Enhanced Production of Human Recombinant Proteins from CHO cells Grown to High Densities in Macroporous Microcarriers

Macroporous microcarriers entrap cells in a mesh network allowing growth to high densities and protect them from high shear forces in stirred bioreactor cultures. We report the growth of Chinese hamster ovary (CHO) cells producing either recombinant human beta-interferon (beta-IFN) or recombinant human tissue-plasminogen activator (t-PA) in suspension or embedded in macroporous microcarriers (Cytopore 1 or 2). The microcarriers enhanced the volumetric production of both beta-IFN and t-PA by up to 2.5 fold compared to equivalent suspension cultures of CHO cells.
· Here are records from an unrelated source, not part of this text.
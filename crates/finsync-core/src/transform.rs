//! Transformation of raw provider transactions into internal rows.

use uuid::Uuid;

use crate::models::{BankProvider, NewTransaction, RawTransaction, Transaction};

/// Compute the stable external dedup key for a provider transaction.
///
/// Derived from provider + external account id + provider transaction id
/// only: fields that vary between fetches (amount, description, status)
/// never participate, so re-ingestion of the same provider event always
/// maps to the same key.
pub fn dedup_key(provider: BankProvider, external_account_id: &str, provider_tx_id: &str) -> String {
    format!("{}:{}:{}", provider, external_account_id, provider_tx_id)
}

/// Transform one raw provider transaction into an insertable row.
///
/// `notified` is set for manual syncs so the user is not re-notified about
/// data they just pulled themselves.
pub fn transform_transaction(
    raw: &RawTransaction,
    provider: BankProvider,
    external_account_id: &str,
    account_id: Uuid,
    tenant_id: Uuid,
    notified: bool,
) -> NewTransaction {
    NewTransaction {
        account_id,
        tenant_id,
        dedup_key: dedup_key(provider, external_account_id, &raw.id),
        amount: raw.amount,
        currency: raw.currency.to_uppercase(),
        date: raw.date,
        name: raw.name.clone(),
        status: raw.status,
        category: raw.category.clone(),
        counterparty_name: raw.counterparty_name.clone(),
        notified,
    }
}

/// Build the text fed to the embedding model for one transaction.
///
/// Returns an empty string when the transaction has no usable text, in
/// which case the embed pipeline skips it.
pub fn embedding_text(tx: &Transaction) -> String {
    let mut parts: Vec<&str> = Vec::with_capacity(3);
    let name = tx.name.trim();
    if !name.is_empty() {
        parts.push(name);
    }
    if let Some(counterparty) = tx.counterparty_name.as_deref() {
        let counterparty = counterparty.trim();
        if !counterparty.is_empty() && counterparty != name {
            parts.push(counterparty);
        }
    }
    if let Some(category) = tx.category.as_deref() {
        let category = category.trim();
        if !category.is_empty() {
            parts.push(category);
        }
    }
    parts.join(" ")
}

#[cfg(test)]
mod tests {
    use super::*;
    use crate::models::TransactionStatus;
    use chrono::{NaiveDate, Utc};

    fn raw(id: &str, amount: f64, name: &str) -> RawTransaction {
        RawTransaction {
            id: id.to_string(),
            amount,
            currency: "usd".to_string(),
            date: NaiveDate::from_ymd_opt(2026, 3, 14).unwrap(),
            name: name.to_string(),
            status: TransactionStatus::Posted,
            category: None,
            counterparty_name: None,
        }
    }

    #[test]
    fn test_dedup_key_stable_across_field_changes() {
        // Same provider event fetched twice with different mutable fields.
        let a = raw("tx_123", -12.50, "COFFEE SHOP");
        let b = raw("tx_123", -12.55, "Coffee Shop Oslo");

        let account = Uuid::new_v4();
        let tenant = Uuid::new_v4();
        let ta = transform_transaction(&a, BankProvider::Plaid, "acc_9", account, tenant, false);
        let tb = transform_transaction(&b, BankProvider::Plaid, "acc_9", account, tenant, false);
        assert_eq!(ta.dedup_key, tb.dedup_key);
    }

    #[test]
    fn test_dedup_key_varies_by_identity_fields() {
        let k1 = dedup_key(BankProvider::Plaid, "acc_1", "tx_1");
        let k2 = dedup_key(BankProvider::Plaid, "acc_2", "tx_1");
        let k3 = dedup_key(BankProvider::Teller, "acc_1", "tx_1");
        let k4 = dedup_key(BankProvider::Plaid, "acc_1", "tx_2");
        assert_ne!(k1, k2);
        assert_ne!(k1, k3);
        assert_ne!(k1, k4);
    }

    #[test]
    fn test_transform_uppercases_currency_and_sets_notified() {
        let t = transform_transaction(
            &raw("tx_1", -3.0, "BUS"),
            BankProvider::Gocardless,
            "acc_1",
            Uuid::new_v4(),
            Uuid::new_v4(),
            true,
        );
        assert_eq!(t.currency, "USD");
        assert!(t.notified);
    }

    fn stored(name: &str, counterparty: Option<&str>, category: Option<&str>) -> Transaction {
        Transaction {
            id: Uuid::new_v4(),
            account_id: Uuid::new_v4(),
            tenant_id: Uuid::new_v4(),
            dedup_key: "plaid:a:t".to_string(),
            amount: -1.0,
            currency: "EUR".to_string(),
            date: NaiveDate::from_ymd_opt(2026, 1, 2).unwrap(),
            name: name.to_string(),
            status: TransactionStatus::Posted,
            category: category.map(String::from),
            counterparty_name: counterparty.map(String::from),
            notified: false,
            created_at: Utc::now(),
        }
    }

    #[test]
    fn test_embedding_text_joins_fields() {
        let tx = stored("SPOTIFY", Some("Spotify AB"), Some("software"));
        assert_eq!(embedding_text(&tx), "SPOTIFY Spotify AB software");
    }

    #[test]
    fn test_embedding_text_skips_duplicate_counterparty() {
        let tx = stored("Spotify AB", Some("Spotify AB"), None);
        assert_eq!(embedding_text(&tx), "Spotify AB");
    }

    #[test]
    fn test_embedding_text_empty_for_blank_transaction() {
        let tx = stored("   ", None, None);
        assert_eq!(embedding_text(&tx), "");
    }
}
//! LLM enrichment backend.
//!
//! Enrichment categorizes newly inserted transactions (merchant cleanup,
//! category assignment) through a model service that writes results back
//! to storage itself. It is strictly best-effort: the embed stage calls it
//! and swallows any error.

use std::time::{Duration, Instant};

use async_trait::async_trait;
use reqwest::Client;
use serde::Serialize;
use tracing::debug;
use uuid::Uuid;

use finsync_core::{defaults, EnrichmentBackend, Error, Result};

/// Default enrichment endpoint.
pub const DEFAULT_ENRICH_URL: &str = defaults::ENRICH_URL;

#[derive(Serialize)]
struct EnrichRequest {
    tenant_id: Uuid,
    transaction_ids: Vec<Uuid>,
}

/// HTTP enrichment backend.
pub struct HttpEnricher {
    client: Client,
    base_url: String,
}

impl HttpEnricher {
    /// Create a new enricher against the default endpoint.
    pub fn new() -> Result<Self> {
        Self::with_base_url(DEFAULT_ENRICH_URL.to_string())
    }

    /// Create a new enricher against a custom endpoint.
    pub fn with_base_url(base_url: String) -> Result<Self> {
        let client = Client::builder()
            .timeout(Duration::from_secs(defaults::ENRICH_REQUEST_TIMEOUT_SECS))
            .build()
            .map_err(|e| Error::Config(format!("failed to build HTTP client: {}", e)))?;

        Ok(Self { client, base_url })
    }

    /// Create from environment variables (`FINSYNC_ENRICH_URL`).
    pub fn from_env() -> Result<Self> {
        let base_url =
            std::env::var("FINSYNC_ENRICH_URL").unwrap_or_else(|_| DEFAULT_ENRICH_URL.to_string());
        Self::with_base_url(base_url)
    }
}

#[async_trait]
impl EnrichmentBackend for HttpEnricher {
    async fn enrich(&self, transaction_ids: &[Uuid], tenant_id: Uuid) -> Result<()> {
        if transaction_ids.is_empty() {
            return Ok(());
        }

        let start = Instant::now();
        let request = EnrichRequest {
            tenant_id,
            transaction_ids: transaction_ids.to_vec(),
        };

        let response = self
            .client
            .post(format!("{}/enrich", self.base_url))
            .json(&request)
            .send()
            .await
            .map_err(|e| Error::Enrichment(format!("Request failed: {}", e)))?;

        if !response.status().is_success() {
            let status = response.status();
            let body = response.text().await.unwrap_or_default();
            return Err(Error::Enrichment(format!(
                "Enrichment service returned {}: {}",
                status, body
            )));
        }

        debug!(
            subsystem = "inference",
            component = "enricher",
            op = "enrich",
            tenant_id = %tenant_id,
            input_count = transaction_ids.len(),
            duration_ms = start.elapsed().as_millis() as u64,
            "Enrichment complete"
        );
        Ok(())
    }
}
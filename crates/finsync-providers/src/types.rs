//! Wire types for the banking engine HTTP API.

use chrono::NaiveDate;
use serde::{Deserialize, Serialize};

use finsync_core::{RawTransaction, TransactionStatus};

/// Connection status response body.
#[derive(Debug, Clone, Serialize, Deserialize)]
pub struct StatusResponse {
    pub status: String,
    #[serde(default)]
    pub accounts: Vec<AccountDetailsDto>,
}

/// Static account details as returned by the engine.
#[derive(Debug, Clone, Default, Serialize, Deserialize)]
pub struct AccountDetailsDto {
    pub id: String,
    #[serde(default)]
    pub iban: Option<String>,
    #[serde(default)]
    pub routing_number: Option<String>,
}

/// Balance response body.
#[derive(Debug, Clone, Serialize, Deserialize)]
pub struct BalanceResponse {
    #[serde(default)]
    pub data: Option<BalanceDto>,
}

#[derive(Debug, Clone, Serialize, Deserialize)]
pub struct BalanceDto {
    pub amount: f64,
    #[serde(default)]
    pub available: Option<f64>,
    #[serde(default)]
    pub credit_limit: Option<f64>,
}

/// Transactions response body.
#[derive(Debug, Clone, Serialize, Deserialize)]
pub struct TransactionsResponse {
    #[serde(default)]
    pub data: Vec<TransactionDto>,
}

#[derive(Debug, Clone, Serialize, Deserialize)]
pub struct TransactionDto {
    pub id: String,
    pub amount: f64,
    pub currency: String,
    pub date: NaiveDate,
    pub name: String,
    #[serde(default)]
    pub pending: bool,
    #[serde(default)]
    pub category: Option<String>,
    #[serde(default)]
    pub counterparty_name: Option<String>,
}

impl From<TransactionDto> for RawTransaction {
    fn from(dto: TransactionDto) -> Self {
        RawTransaction {
            id: dto.id,
            amount: dto.amount,
            currency: dto.currency,
            date: dto.date,
            name: dto.name,
            status: if dto.pending {
                TransactionStatus::Pending
            } else {
                TransactionStatus::Posted
            },
            category: dto.category,
            counterparty_name: dto.counterparty_name,
        }
    }
}

/// Error body the engine returns alongside non-2xx statuses.
#[derive(Debug, Clone, Default, Serialize, Deserialize)]
pub struct EngineErrorBody {
    #[serde(default)]
    pub code: Option<String>,
    #[serde(default)]
    pub message: Option<String>,
}

#[cfg(test)]
mod tests {
    use super::*;

    #[test]
    fn test_transaction_dto_pending_maps_to_status() {
        let dto: TransactionDto = serde_json::from_str(
            r#"{"id":"tx_1","amount":-4.2,"currency":"EUR","date":"2026-02-01",
                "name":"CAFE","pending":true}"#,
        )
        .unwrap();
        let raw: RawTransaction = dto.into();
        assert_eq!(raw.status, TransactionStatus::Pending);
    }

    #[test]
    fn test_transaction_dto_defaults() {
        let dto: TransactionDto = serde_json::from_str(
            r#"{"id":"tx_2","amount":10.0,"currency":"EUR","date":"2026-02-01","name":"X"}"#,
        )
        .unwrap();
        assert!(!dto.pending);
        assert!(dto.category.is_none());
    }
}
Under each condition the cell specific productivity (Q(P)) was determined as units of product/cell per day based upon immunological assays. Cells grown in Cytopore 1 microcarriers showed an increase in Q(P) with increasing cell densities up to a threshold of >1 x 10(8) cells/ml. At this point the specific productivity was 2.5 fold higher than equivalent cells grown in suspension but cell densities above this threshold did not enhance Q(P) any further. A positive linear correlation (r(2) = 0.93) was determined between the specific productivity of each recombinant protein and the corresponding cell density for CHO cells grown in Cytopore 2 cultures. With a cell density range of 25 x 10(6) to 3 x 10(8) cells/ml within the microcarriers there was a proportional increase in the specific productivity. The highest specific productivity measured from the microcarrier cultures was x5 that of suspension cultures. The relationship between specific productivity and cell density within the microcarriers leads to higher yields of recombinant proteins in this culture system. This could be attributed to the environment within the microcarrier matrix that may influence the state of cells that could affect protein synthesis or secretion.